First, often it is easy to determine visually if there is a lot of fluid. This is called “grossly ruptured” (gross refers to the amount, and is not a judgement of the fluid itself). If visual confirmation is not possible or seems questionable, then some tests will be done to determine if there is amniotic fluid present and leaking. ****Important side note: in the case of PPROM or PROM, it is critical to NOT have a cervical exam without a very good reason! The first time a cervical exam is done, starts the clock on an infection setting in. And in general, cervical exams should be limited to as few as possible**** Traditionally, this is done through an examination called a Sterile Speculum Exam or SSE. A SSE is different from a cervical exam because, no instruments, fingers or tools are passed through the cervix itself. And, as the name implies, all sterile tools should be utilized. Four things are looked for with a SSE:

  • Pooling: when the sterile speculum is placed in the vagina, the provider looks for the presence of a “pool” of fluid in the posterior portion of the vagina.
  • Valsalva: the pregnant person is asked to cough or mildly bear down to see if fluid can be visualized leaking form the cervical opening.
  • Ferning and Nitrazine: if there is fluid present, sterile cotton swabs will be used to obtain a sample of that fluid. I usually gather two at the same time, so that I can use one a piece of nitrazine paper and use the other to transfer the fluid to a microscope slide.
  • Here is a super cool tidbit! Amniotic fluid is high in sodium chloride, a type of salt, some say it is very close to the salinity content of ocean water. So when it dries those salt crystals create a very distinctive crystalline pattern that closely resembles the leaves of fern plants. (so many lovely connections to our natural world) After applying any fluid to a microscope slide, it is allowed to dry and then looked at on the microscope.
the membranes, ferning
Ferning on microscope
  • The normal pH of the vaginal secretions is mildly acidic at 4.5-6.0. Amniotic fluid is more alkaline at 7.1-7.3. Nitrazine paper can be used to test the pH of the fluid. In the presence of amniotic fluid the paper will turn a deep, indigo blue. Other fluids, such as blood and semen, can also turn the paper a green-blue so care should be taken to rule out these factors.
the membranes, nitrazine paper
Nitrazine paper positive for amniotic fluid

Nowadays, there are also commercial tests available to determine if the waters have released. These can be beneficial because they do not require a speculum exam. They can also be expensive, difficult to store and have set expiration dates. One of these is called ROM Plus and another is called AmniSure. There are apparently also menstrual like pads that have a pH substance in them that will turn blue when exposed to amniotic fluid, however, I have never used these or actually seen them and cannot find them online. If you have a source, please share in the comments.

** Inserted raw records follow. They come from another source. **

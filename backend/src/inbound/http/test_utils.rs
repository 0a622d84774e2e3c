//! Test helpers for inbound HTTP components.

use std::sync::{Arc, Mutex};

use async_trait::async_trait;

use crate::domain::ports::{FixtureTokens, UseCase};
use crate::domain::{MessageCatalog, ResponseEnvelope, codes};

use super::state::{AccountPorts, FoodPorts, HttpState, RequestPorts};

/// Use case double answering a canned envelope and recording its inputs.
pub struct RecordingUseCase<I> {
    envelope: ResponseEnvelope,
    calls: Mutex<Vec<I>>,
}

impl<I> RecordingUseCase<I> {
    /// Double that always answers `envelope`.
    pub fn answering(envelope: ResponseEnvelope) -> Arc<Self> {
        Arc::new(Self {
            envelope,
            calls: Mutex::new(Vec::new()),
        })
    }

    /// Inputs received so far.
    pub fn calls(&self) -> Vec<I>
    where
        I: Clone,
    {
        self.calls.lock().expect("calls lock").clone()
    }
}

#[async_trait]
impl<I> UseCase<I> for RecordingUseCase<I>
where
    I: Send + 'static,
{
    async fn resolve(&self, input: I) -> ResponseEnvelope {
        self.calls.lock().expect("calls lock").push(input);
        self.envelope.clone()
    }
}

fn stub<I: Send + 'static>() -> Arc<RecordingUseCase<I>> {
    RecordingUseCase::answering(ResponseEnvelope::success("stub", codes::OK, None))
}

/// State whose use cases all answer `200 stubSuccess`, with fixture tokens
/// (the bearer token is the account id) and the bundled catalog.
pub fn test_state() -> HttpState {
    HttpState {
        foods: FoodPorts {
            list: stub(),
            detail: stub(),
            create: stub(),
            list_mine: stub(),
            my_detail: stub(),
            update: stub(),
            delete: stub(),
        },
        requests: RequestPorts {
            action: stub(),
            create: stub(),
            list_for_food: stub(),
            list_for_user: stub(),
        },
        accounts: AccountPorts {
            register: stub(),
            login: stub(),
            list: stub(),
        },
        tokens: Arc::new(FixtureTokens::default()),
        catalog: Arc::new(MessageCatalog::bundled("en").expect("bundled catalog")),
    }
}
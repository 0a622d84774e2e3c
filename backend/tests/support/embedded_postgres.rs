//! Embedded PostgreSQL provisioning for integration tests.
//!
//! A template database is migrated once per migration set (keyed by a hash of
//! `backend/migrations`); every test then clones it into a throwaway database.
//! Seeding goes through `postgres` so fixtures do not depend on the adapters
//! under test.

use std::path::PathBuf;
use std::sync::{Mutex, OnceLock};

use diesel::Connection;
use diesel::pg::PgConnection;
use diesel_migrations::{EmbeddedMigrations, MigrationHarness, embed_migrations};
use pg_embedded_setup_unpriv::test_support::{hash_directory, shared_cluster_handle};
use pg_embedded_setup_unpriv::{ClusterHandle, TemporaryDatabase};
use postgres::{Client, NoTls};
use uuid::Uuid;

const MIGRATIONS: EmbeddedMigrations = embed_migrations!("migrations");

const TEMPLATE_NAME_PREFIX: &str = "sharefood_template";

static TEMPLATE_LOCK: OnceLock<Mutex<()>> = OnceLock::new();

/// Failure while provisioning or seeding a test database.
#[derive(Debug, thiserror::Error)]
#[error("{0}")]
pub struct SeedError(String);

impl SeedError {
    fn from_postgres(context: &str, error: &postgres::Error) -> Self {
        let detail = error
            .as_db_error()
            .map(|db| format!("{:?}: {}", db.code(), db.message()))
            .unwrap_or_else(|| error.to_string());
        Self(format!("{context}: {detail}"))
    }
}

fn migrations_dir() -> PathBuf {
    PathBuf::from(env!("CARGO_MANIFEST_DIR")).join("migrations")
}

fn template_database_name() -> Result<String, SeedError> {
    let hash =
        hash_directory(migrations_dir()).map_err(|err| SeedError(format!("hash migrations: {err}")))?;
    let short_hash = hash.get(..8).unwrap_or(&hash);
    Ok(format!("{TEMPLATE_NAME_PREFIX}_{short_hash}"))
}

fn migrate_schema(url: &str) -> Result<(), SeedError> {
    let mut conn =
        PgConnection::establish(url).map_err(|err| SeedError(format!("connect: {err}")))?;
    conn.run_pending_migrations(MIGRATIONS)
        .map_err(|err| SeedError(format!("migrate: {err}")))?;
    Ok(())
}

fn ensure_template_database(cluster: &ClusterHandle) -> Result<String, SeedError> {
    let template_name = template_database_name()?;
    let _lock = TEMPLATE_LOCK
        .get_or_init(|| Mutex::new(()))
        .lock()
        .unwrap_or_else(|err| err.into_inner());

    let exists = cluster
        .database_exists(template_name.as_str())
        .map_err(|err| SeedError(format!("template check: {err:?}")))?;
    if !exists {
        cluster
            .create_database(template_name.as_str())
            .map_err(|err| SeedError(format!("create template: {err:?}")))?;
        migrate_schema(&cluster.connection().database_url(&template_name))?;
    }
    Ok(template_name)
}

/// Clone a fresh, migrated database from the shared cluster.
pub fn provision_database() -> Result<TemporaryDatabase, SeedError> {
    let cluster =
        shared_cluster_handle().map_err(|err| SeedError(format!("start cluster: {err:?}")))?;
    let template_name = ensure_template_database(cluster)?;
    let db_name = format!("test_{}", Uuid::new_v4().simple());
    cluster
        .temporary_database_from_template(db_name.as_str(), template_name.as_str())
        .map_err(|err| SeedError(format!("clone template: {err:?}")))
}

/// Insert a user with a placeholder password hash.
pub fn seed_user(url: &str, email: &str) -> Result<Uuid, SeedError> {
    let mut client =
        Client::connect(url, NoTls).map_err(|err| SeedError::from_postgres("connect", &err))?;
    let id_user = Uuid::new_v4();
    client
        .execute(
            "INSERT INTO users (id_user, name, email, phone_number, password) \
             VALUES ($1, $2, $3, '0812345678', 'not-a-hash')",
            &[&id_user, &email.split('@').next().unwrap_or(email), &email],
        )
        .map_err(|err| SeedError::from_postgres("insert user", &err))?;
    Ok(id_user)
}

/// Insert a live food owned by `owner` with `quantity` in stock.
pub fn seed_food(url: &str, owner: Uuid, quantity: i32) -> Result<Uuid, SeedError> {
    let mut client =
        Client::connect(url, NoTls).map_err(|err| SeedError::from_postgres("connect", &err))?;
    let id_food = Uuid::new_v4();
    client
        .execute(
            "INSERT INTO foods (id_food, id_user, name, quantity) VALUES ($1, $2, 'Rendang', $3)",
            &[&id_food, &owner, &quantity],
        )
        .map_err(|err| SeedError::from_postgres("insert food", &err))?;
    Ok(id_food)
}

/// Current stock of a food.
pub fn food_quantity(url: &str, id_food: Uuid) -> Result<i32, SeedError> {
    let mut client =
        Client::connect(url, NoTls).map_err(|err| SeedError::from_postgres("connect", &err))?;
    let row = client
        .query_one("SELECT quantity FROM foods WHERE id_food = $1", &[&id_food])
        .map_err(|err| SeedError::from_postgres("read stock", &err))?;
    Ok(row.get(0))
}

/// Stored status code of a request.
pub fn request_status(url: &str, id_request: Uuid) -> Result<i16, SeedError> {
    let mut client =
        Client::connect(url, NoTls).map_err(|err| SeedError::from_postgres("connect", &err))?;
    let row = client
        .query_one(
            "SELECT status FROM requests WHERE id_request = $1",
            &[&id_request],
        )
        .map_err(|err| SeedError::from_postgres("read status", &err))?;
    Ok(row.get(0))
}
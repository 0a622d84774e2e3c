//! Internal Diesel row structs for database operations.
//!
//! These types are implementation details of the persistence layer and must
//! never be exposed to the domain. Conversions into domain types live next to
//! the rows they read.

use chrono::{DateTime, Utc};
use diesel::prelude::*;
use uuid::Uuid;

use crate::domain::{
    Food, Request, RequestStatus, RequestWithFood, UnknownRequestStatus, User, UserCredentials,
};

use super::schema::{foods, requests, users};

// ---------------------------------------------------------------------------
// Users
// ---------------------------------------------------------------------------

/// Public columns of an account.
#[derive(Debug, Clone, Queryable, Selectable)]
#[diesel(table_name = users)]
#[diesel(check_for_backend(diesel::pg::Pg))]
pub(crate) struct UserRow {
    pub id_user: Uuid,
    pub name: String,
    pub email: String,
    pub phone_number: String,
    pub image_url: String,
}

impl From<UserRow> for User {
    fn from(row: UserRow) -> Self {
        Self {
            id_user: row.id_user,
            name: row.name,
            email: row.email,
            phone_number: row.phone_number,
            image_url: row.image_url,
        }
    }
}

/// Account columns plus the stored password hash.
#[derive(Debug, Clone, Queryable, Selectable)]
#[diesel(table_name = users)]
#[diesel(check_for_backend(diesel::pg::Pg))]
pub(crate) struct UserCredentialsRow {
    #[diesel(embed)]
    pub user: UserRow,
    pub password: String,
}

impl From<UserCredentialsRow> for UserCredentials {
    fn from(row: UserCredentialsRow) -> Self {
        Self {
            user: row.user.into(),
            password_hash: row.password,
        }
    }
}

/// Insertable struct for new accounts.
#[derive(Debug, Clone, Insertable)]
#[diesel(table_name = users)]
pub(crate) struct NewUserRow<'a> {
    pub id_user: Uuid,
    pub name: &'a str,
    pub email: &'a str,
    pub phone_number: &'a str,
    pub password: &'a str,
    pub image_url: &'a str,
}

impl<'a> From<&'a UserCredentials> for NewUserRow<'a> {
    fn from(credentials: &'a UserCredentials) -> Self {
        Self {
            id_user: credentials.user.id_user,
            name: &credentials.user.name,
            email: &credentials.user.email,
            phone_number: &credentials.user.phone_number,
            password: &credentials.password_hash,
            image_url: &credentials.user.image_url,
        }
    }
}

// ---------------------------------------------------------------------------
// Foods
// ---------------------------------------------------------------------------

/// Row struct for reading live foods.
#[derive(Debug, Clone, Queryable, Selectable)]
#[diesel(table_name = foods)]
#[diesel(check_for_backend(diesel::pg::Pg))]
pub(crate) struct FoodRow {
    pub id_food: Uuid,
    pub id_user: Uuid,
    pub name: String,
    pub description: String,
    pub category: String,
    pub quantity: i32,
    pub image_url: String,
    pub is_active: bool,
    pub expired_at: Option<DateTime<Utc>>,
    pub latitude: String,
    pub longitude: String,
    pub created_at: DateTime<Utc>,
    pub updated_at: DateTime<Utc>,
}

impl From<FoodRow> for Food {
    fn from(row: FoodRow) -> Self {
        Self {
            id_food: row.id_food,
            id_user: row.id_user,
            name: row.name,
            description: row.description,
            category: row.category,
            quantity: row.quantity,
            image_url: row.image_url,
            is_active: row.is_active,
            expired_at: row.expired_at,
            latitude: row.latitude,
            longitude: row.longitude,
            created_at: row.created_at,
            updated_at: row.updated_at,
        }
    }
}

/// Insertable struct for new foods.
#[derive(Debug, Clone, Insertable)]
#[diesel(table_name = foods)]
pub(crate) struct NewFoodRow<'a> {
    pub id_food: Uuid,
    pub id_user: Uuid,
    pub name: &'a str,
    pub description: &'a str,
    pub category: &'a str,
    pub quantity: i32,
    pub image_url: &'a str,
    pub is_active: bool,
    pub expired_at: Option<DateTime<Utc>>,
    pub latitude: &'a str,
    pub longitude: &'a str,
    pub created_at: DateTime<Utc>,
    pub updated_at: DateTime<Utc>,
}

impl<'a> From<&'a Food> for NewFoodRow<'a> {
    fn from(food: &'a Food) -> Self {
        Self {
            id_food: food.id_food,
            id_user: food.id_user,
            name: &food.name,
            description: &food.description,
            category: &food.category,
            quantity: food.quantity,
            image_url: &food.image_url,
            is_active: food.is_active,
            expired_at: food.expired_at,
            latitude: &food.latitude,
            longitude: &food.longitude,
            created_at: food.created_at,
            updated_at: food.updated_at,
        }
    }
}

/// Owner-editable columns.
///
/// `expired_at` is written even when `None` so an owner can clear it.
#[derive(Debug, Clone, AsChangeset)]
#[diesel(table_name = foods)]
#[diesel(treat_none_as_null = true)]
pub(crate) struct FoodUpdate<'a> {
    pub name: &'a str,
    pub description: &'a str,
    pub category: &'a str,
    pub quantity: i32,
    pub image_url: &'a str,
    pub expired_at: Option<DateTime<Utc>>,
    pub latitude: &'a str,
    pub longitude: &'a str,
    pub updated_at: DateTime<Utc>,
}

impl<'a> From<&'a Food> for FoodUpdate<'a> {
    fn from(food: &'a Food) -> Self {
        Self {
            name: &food.name,
            description: &food.description,
            category: &food.category,
            quantity: food.quantity,
            image_url: &food.image_url,
            expired_at: food.expired_at,
            latitude: &food.latitude,
            longitude: &food.longitude,
            updated_at: food.updated_at,
        }
    }
}

// ---------------------------------------------------------------------------
// Requests
// ---------------------------------------------------------------------------

/// Row struct for reading requests.
#[derive(Debug, Clone, Queryable, Selectable)]
#[diesel(table_name = requests)]
#[diesel(check_for_backend(diesel::pg::Pg))]
pub(crate) struct RequestRow {
    pub id_request: Uuid,
    pub id_user: Uuid,
    pub id_food: Uuid,
    pub status: i16,
    pub quantity: i32,
    pub created_at: DateTime<Utc>,
    pub updated_at: DateTime<Utc>,
}

impl TryFrom<RequestRow> for Request {
    type Error = UnknownRequestStatus;

    fn try_from(row: RequestRow) -> Result<Self, Self::Error> {
        Ok(Self {
            id_request: row.id_request,
            id_user: row.id_user,
            id_food: row.id_food,
            status: RequestStatus::try_from(row.status)?,
            quantity: row.quantity,
            created_at: row.created_at,
            updated_at: row.updated_at,
        })
    }
}

/// Insertable struct for new requests.
#[derive(Debug, Clone, Insertable)]
#[diesel(table_name = requests)]
pub(crate) struct NewRequestRow {
    pub id_request: Uuid,
    pub id_user: Uuid,
    pub id_food: Uuid,
    pub status: i16,
    pub quantity: i32,
    pub created_at: DateTime<Utc>,
    pub updated_at: DateTime<Utc>,
}

impl From<&Request> for NewRequestRow {
    fn from(request: &Request) -> Self {
        Self {
            id_request: request.id_request,
            id_user: request.id_user,
            id_food: request.id_food,
            status: request.status.code(),
            quantity: request.quantity,
            created_at: request.created_at,
            updated_at: request.updated_at,
        }
    }
}

/// Pending request joined with its food's owner and stock.
#[derive(Debug, Clone, Queryable)]
pub(crate) struct PendingJoinRow {
    pub id_request: Uuid,
    pub id_user: Uuid,
    pub id_food: Uuid,
    pub status: i16,
    pub quantity: i32,
    pub id_user_food: Uuid,
    pub stock: i32,
}

impl TryFrom<PendingJoinRow> for RequestWithFood {
    type Error = UnknownRequestStatus;

    fn try_from(row: PendingJoinRow) -> Result<Self, Self::Error> {
        Ok(Self {
            id_request: row.id_request,
            id_user: row.id_user,
            id_food: row.id_food,
            status: RequestStatus::try_from(row.status)?,
            quantity: row.quantity,
            id_user_food: row.id_user_food,
            stock: row.stock,
        })
    }
}
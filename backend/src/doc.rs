//! OpenAPI documentation configuration.
//!
//! [`ApiDoc`] registers every handler path, the request and response bodies,
//! and the bearer token security scheme. Swagger UI serves it in debug
//! builds.

use utoipa::openapi::security::{HttpAuthScheme, HttpBuilder, SecurityScheme};
use utoipa::{Modify, OpenApi};

use crate::domain::{
    Food, FoodDraft, IssuedToken, Registration, Request, RequestDraft, RequestWithFood,
    ResponseEnvelope, User,
};
use crate::inbound::http::requests::RequestActionBody;
use crate::inbound::http::users::LoginBody;

/// Name of the bearer security scheme.
pub const BEARER_SCHEME: &str = "BearerToken";

/// Enrich the generated document with the bearer token security scheme.
struct SecurityAddon;

impl Modify for SecurityAddon {
    fn modify(&self, openapi: &mut utoipa::openapi::OpenApi) {
        let components = openapi
            .components
            .get_or_insert_with(utoipa::openapi::Components::default);

        let bearer = HttpBuilder::new()
            .scheme(HttpAuthScheme::Bearer)
            .bearer_format("JWT")
            .description(Some("Token issued by POST /user/login."))
            .build();
        components.add_security_scheme(BEARER_SCHEME, SecurityScheme::Http(bearer));
    }
}

/// OpenAPI document for the REST API.
#[derive(OpenApi)]
#[openapi(
    modifiers(&SecurityAddon),
    info(
        title = "Sharefood API",
        description = "Food sharing marketplace: listings, requests and their fulfilment."
    ),
    servers(
        (url = "/", description = "Relative to the deployment base URL")
    ),
    security(("BearerToken" = [])),
    paths(
        crate::inbound::http::users::register,
        crate::inbound::http::users::login,
        crate::inbound::http::users::list_users,
        crate::inbound::http::foods::list_foods,
        crate::inbound::http::foods::create_food,
        crate::inbound::http::foods::food_detail,
        crate::inbound::http::foods::list_my_foods,
        crate::inbound::http::foods::my_food_detail,
        crate::inbound::http::foods::update_my_food,
        crate::inbound::http::foods::delete_my_food,
        crate::inbound::http::requests::request_action,
        crate::inbound::http::requests::create_request,
        crate::inbound::http::requests::list_requests_for_food,
        crate::inbound::http::requests::list_requests_for_user,
        crate::inbound::http::health::readiness,
        crate::inbound::http::health::liveness,
    ),
    components(schemas(
        ResponseEnvelope,
        Food,
        FoodDraft,
        Request,
        RequestDraft,
        RequestWithFood,
        RequestActionBody,
        Registration,
        LoginBody,
        IssuedToken,
        User,
    )),
    tags(
        (name = "users", description = "Registration, login and account listing"),
        (name = "foods", description = "Shared food listings"),
        (name = "requests", description = "Requests for food and their resolution"),
        (name = "health", description = "Endpoints for health checks")
    )
)]
pub struct ApiDoc;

Your waters have released now what?

The answer to this question, as mentioned above will vary depending on your individual situation and full clinical picture. Some major factors to consider are: the color of the fluid, your Group Beta Strep (GBS) status and overall fetal well being. For example, fluid that is not clear can be related to meconium, or baby poop in the waters. Sometimes, there can be meconium released by the baby in response to a stressor. Or it may simply mean that your baby is mature and has naturally released meconium. Your provider should discuss these factors with you.

A very thorough Informed Consent and Shared Decision Making conversation should be had with your provider to determine the next best steps. Common choices are expectant management (fancy for watchful waiting) or induction of labor. Risks, Benefits and Alternatives of all possible interventions should be laid and all of your questions should be answered clearly. Generally speaking, PROM is not an emergency and you should be given time to make choices. An excellent resource for learning even more can be found on the amazing Evidence Based Birth website. This is an invaluable source of all kinds of great information.

What type of membrane release did you experience? How was it handled? Did you feel well educated and supported?